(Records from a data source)
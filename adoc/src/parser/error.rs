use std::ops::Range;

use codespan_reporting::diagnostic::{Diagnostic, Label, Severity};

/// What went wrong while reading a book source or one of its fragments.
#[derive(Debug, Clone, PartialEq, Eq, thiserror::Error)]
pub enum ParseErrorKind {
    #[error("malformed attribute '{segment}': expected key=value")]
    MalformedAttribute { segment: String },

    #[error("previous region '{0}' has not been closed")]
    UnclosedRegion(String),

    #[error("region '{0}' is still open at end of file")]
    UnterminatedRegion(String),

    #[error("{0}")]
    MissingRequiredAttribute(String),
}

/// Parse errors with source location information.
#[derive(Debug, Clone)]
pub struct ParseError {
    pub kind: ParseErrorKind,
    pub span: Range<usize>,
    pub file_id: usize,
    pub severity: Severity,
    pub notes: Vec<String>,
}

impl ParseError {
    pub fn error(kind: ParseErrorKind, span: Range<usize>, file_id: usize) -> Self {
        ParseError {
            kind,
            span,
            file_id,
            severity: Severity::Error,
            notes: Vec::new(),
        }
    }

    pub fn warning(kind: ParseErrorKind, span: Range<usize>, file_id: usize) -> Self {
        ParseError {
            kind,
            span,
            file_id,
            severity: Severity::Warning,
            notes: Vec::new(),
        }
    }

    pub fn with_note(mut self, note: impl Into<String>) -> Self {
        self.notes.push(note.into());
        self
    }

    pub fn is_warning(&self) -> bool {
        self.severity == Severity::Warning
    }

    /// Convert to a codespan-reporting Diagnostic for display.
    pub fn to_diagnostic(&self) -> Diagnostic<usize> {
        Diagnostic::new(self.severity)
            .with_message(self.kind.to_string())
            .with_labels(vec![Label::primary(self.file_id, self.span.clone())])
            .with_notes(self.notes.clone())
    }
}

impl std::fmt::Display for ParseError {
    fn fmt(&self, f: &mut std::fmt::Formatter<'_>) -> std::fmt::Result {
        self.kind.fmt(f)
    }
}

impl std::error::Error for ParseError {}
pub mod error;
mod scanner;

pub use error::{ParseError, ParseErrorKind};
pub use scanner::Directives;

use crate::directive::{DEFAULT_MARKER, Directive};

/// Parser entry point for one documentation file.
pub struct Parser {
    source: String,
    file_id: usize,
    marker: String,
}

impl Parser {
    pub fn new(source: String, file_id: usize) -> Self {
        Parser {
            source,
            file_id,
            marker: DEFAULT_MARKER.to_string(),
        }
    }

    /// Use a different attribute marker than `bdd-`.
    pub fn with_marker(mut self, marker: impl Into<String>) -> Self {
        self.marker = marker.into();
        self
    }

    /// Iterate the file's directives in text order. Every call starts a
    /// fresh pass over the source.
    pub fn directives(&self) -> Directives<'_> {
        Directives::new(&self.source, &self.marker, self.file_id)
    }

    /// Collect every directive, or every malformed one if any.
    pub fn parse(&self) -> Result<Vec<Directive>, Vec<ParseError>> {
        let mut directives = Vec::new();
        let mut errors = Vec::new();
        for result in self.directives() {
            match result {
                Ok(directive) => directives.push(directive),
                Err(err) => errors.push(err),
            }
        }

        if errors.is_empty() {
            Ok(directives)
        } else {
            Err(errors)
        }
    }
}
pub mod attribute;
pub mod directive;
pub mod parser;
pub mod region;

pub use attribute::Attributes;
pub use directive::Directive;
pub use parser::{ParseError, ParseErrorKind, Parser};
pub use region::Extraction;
...
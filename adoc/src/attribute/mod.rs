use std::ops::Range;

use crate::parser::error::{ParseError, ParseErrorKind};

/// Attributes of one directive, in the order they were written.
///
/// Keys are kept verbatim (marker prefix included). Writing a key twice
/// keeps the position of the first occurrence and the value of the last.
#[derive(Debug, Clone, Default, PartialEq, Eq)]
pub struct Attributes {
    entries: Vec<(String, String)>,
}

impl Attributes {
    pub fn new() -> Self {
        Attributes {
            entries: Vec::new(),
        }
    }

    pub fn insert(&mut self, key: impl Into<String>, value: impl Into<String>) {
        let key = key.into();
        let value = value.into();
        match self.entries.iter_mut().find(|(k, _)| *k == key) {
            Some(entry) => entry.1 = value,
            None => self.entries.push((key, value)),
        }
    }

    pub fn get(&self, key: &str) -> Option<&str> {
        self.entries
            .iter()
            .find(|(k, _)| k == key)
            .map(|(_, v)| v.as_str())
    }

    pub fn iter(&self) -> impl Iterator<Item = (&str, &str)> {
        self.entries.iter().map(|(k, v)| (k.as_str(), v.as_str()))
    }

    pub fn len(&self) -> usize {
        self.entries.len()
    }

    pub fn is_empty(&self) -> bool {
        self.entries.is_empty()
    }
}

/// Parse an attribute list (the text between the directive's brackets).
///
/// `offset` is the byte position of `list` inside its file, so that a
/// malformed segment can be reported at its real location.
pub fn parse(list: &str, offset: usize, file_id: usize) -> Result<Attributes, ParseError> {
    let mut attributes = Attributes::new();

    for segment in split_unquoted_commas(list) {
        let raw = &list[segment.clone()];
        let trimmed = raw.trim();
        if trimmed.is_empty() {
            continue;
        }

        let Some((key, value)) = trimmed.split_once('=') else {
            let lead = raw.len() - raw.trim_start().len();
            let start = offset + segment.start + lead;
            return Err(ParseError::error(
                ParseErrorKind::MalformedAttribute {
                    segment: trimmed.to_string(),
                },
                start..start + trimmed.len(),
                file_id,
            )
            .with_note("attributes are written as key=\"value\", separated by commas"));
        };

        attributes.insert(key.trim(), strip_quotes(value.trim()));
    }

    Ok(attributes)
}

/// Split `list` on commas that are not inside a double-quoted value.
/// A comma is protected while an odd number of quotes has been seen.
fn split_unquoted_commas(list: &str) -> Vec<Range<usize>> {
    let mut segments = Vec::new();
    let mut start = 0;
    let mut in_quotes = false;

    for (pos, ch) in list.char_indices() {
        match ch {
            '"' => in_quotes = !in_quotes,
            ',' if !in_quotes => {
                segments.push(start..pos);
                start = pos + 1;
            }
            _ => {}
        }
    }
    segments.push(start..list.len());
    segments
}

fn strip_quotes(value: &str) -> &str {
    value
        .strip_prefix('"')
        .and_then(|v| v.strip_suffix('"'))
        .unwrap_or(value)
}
...
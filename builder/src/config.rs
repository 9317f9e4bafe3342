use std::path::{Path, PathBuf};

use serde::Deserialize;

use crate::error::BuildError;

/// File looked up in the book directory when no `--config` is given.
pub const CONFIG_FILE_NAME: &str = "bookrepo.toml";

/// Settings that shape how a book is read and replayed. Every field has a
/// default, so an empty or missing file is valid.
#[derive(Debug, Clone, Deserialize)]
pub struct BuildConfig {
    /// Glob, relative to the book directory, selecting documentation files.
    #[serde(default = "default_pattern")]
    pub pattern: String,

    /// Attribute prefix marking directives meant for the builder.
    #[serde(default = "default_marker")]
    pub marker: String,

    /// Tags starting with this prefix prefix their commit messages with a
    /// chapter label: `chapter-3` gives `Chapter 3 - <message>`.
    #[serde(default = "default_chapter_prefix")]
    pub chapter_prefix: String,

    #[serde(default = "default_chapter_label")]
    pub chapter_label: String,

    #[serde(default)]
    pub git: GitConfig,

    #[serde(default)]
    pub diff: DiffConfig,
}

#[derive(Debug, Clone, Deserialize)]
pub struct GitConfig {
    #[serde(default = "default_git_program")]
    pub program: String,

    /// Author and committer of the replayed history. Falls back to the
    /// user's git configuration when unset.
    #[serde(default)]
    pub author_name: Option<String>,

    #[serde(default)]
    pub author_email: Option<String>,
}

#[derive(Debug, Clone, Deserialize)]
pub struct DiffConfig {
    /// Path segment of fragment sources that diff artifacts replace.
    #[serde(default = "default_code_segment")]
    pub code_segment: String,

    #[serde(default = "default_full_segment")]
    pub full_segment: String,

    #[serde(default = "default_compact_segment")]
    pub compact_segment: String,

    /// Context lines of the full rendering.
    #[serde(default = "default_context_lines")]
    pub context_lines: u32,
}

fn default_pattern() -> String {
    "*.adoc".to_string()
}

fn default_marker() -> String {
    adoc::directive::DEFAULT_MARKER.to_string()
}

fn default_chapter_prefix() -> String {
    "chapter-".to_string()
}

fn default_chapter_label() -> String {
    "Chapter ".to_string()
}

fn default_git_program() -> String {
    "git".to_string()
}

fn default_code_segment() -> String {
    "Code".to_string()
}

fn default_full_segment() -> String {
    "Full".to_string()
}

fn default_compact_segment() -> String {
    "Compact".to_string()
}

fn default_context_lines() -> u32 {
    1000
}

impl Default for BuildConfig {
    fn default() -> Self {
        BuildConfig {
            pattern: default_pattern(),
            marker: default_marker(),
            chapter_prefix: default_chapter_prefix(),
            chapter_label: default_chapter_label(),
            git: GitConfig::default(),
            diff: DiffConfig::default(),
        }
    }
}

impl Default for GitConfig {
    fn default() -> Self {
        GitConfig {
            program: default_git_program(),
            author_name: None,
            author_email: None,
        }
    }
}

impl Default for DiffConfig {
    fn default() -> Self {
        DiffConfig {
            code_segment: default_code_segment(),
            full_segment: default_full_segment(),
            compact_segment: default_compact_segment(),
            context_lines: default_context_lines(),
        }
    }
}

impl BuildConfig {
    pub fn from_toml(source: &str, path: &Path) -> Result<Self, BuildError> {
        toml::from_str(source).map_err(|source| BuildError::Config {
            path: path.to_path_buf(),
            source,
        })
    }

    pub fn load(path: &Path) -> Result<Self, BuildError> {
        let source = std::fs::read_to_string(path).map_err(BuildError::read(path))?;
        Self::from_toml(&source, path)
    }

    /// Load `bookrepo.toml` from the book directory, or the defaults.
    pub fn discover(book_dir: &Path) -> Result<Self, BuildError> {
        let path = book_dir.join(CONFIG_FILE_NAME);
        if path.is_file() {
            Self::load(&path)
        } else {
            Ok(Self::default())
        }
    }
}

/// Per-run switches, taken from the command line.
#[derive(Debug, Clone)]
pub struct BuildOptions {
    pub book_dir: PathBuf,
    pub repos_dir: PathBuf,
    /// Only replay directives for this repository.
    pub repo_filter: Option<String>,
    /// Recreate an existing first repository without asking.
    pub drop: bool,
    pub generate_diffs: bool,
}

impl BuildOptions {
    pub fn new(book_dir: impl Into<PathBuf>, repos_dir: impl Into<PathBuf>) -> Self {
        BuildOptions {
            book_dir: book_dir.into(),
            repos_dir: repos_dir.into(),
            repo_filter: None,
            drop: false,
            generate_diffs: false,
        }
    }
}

(WHAT TO WORK ON) When the entries above show the word "Some" in a line, copy that line out.

(RESULT FOR THIS TASK)
            Some(entry) => entry.1 = value,
        let Some((key, value)) = trimmed.split_once('=') else {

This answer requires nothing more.